• **Work request**
Take the data below and extract the lines from the one with "src.reserve(total - src.len());" to the one with "fn decode_eof(&mut self, src: &mut", inclusive, exactly as written.

** Task input follows **

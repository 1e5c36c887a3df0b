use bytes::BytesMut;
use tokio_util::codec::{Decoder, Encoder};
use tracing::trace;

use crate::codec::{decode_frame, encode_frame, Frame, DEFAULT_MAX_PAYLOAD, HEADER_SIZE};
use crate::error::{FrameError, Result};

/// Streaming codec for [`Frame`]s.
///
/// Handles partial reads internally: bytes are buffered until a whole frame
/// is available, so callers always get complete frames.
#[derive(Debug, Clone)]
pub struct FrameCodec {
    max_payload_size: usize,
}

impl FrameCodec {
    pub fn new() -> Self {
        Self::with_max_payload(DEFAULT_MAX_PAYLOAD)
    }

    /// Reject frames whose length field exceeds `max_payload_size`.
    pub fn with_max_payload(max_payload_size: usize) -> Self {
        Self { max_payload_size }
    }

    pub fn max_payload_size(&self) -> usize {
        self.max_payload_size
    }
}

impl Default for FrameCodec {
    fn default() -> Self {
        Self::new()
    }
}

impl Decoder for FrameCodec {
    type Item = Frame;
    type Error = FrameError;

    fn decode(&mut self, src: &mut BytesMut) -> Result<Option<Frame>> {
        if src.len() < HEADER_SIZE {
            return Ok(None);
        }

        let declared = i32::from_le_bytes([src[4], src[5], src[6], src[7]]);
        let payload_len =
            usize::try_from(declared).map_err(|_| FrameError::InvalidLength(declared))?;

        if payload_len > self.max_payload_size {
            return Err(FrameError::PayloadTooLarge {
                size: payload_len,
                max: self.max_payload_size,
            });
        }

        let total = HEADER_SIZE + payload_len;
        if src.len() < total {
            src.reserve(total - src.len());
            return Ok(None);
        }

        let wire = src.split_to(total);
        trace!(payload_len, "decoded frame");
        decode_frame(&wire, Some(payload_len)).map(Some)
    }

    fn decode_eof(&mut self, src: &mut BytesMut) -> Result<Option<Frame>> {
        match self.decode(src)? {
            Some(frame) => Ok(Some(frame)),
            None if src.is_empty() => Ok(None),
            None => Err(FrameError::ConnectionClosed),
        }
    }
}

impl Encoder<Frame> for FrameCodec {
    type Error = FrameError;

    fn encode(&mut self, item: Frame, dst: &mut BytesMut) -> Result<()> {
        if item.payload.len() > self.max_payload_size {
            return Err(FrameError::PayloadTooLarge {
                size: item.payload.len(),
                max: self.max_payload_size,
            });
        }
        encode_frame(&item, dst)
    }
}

** End of Task input **

• **Finished exercise**
            src.reserve(total - src.len());
            return Ok(None);
        }

        let wire = src.split_to(total);
        trace!(payload_len, "decoded frame");
        decode_frame(&wire, Some(payload_len)).map(Some)
    }

    fn decode_eof(&mut self, src: &mut BytesMut) -> Result<Option<Frame>> {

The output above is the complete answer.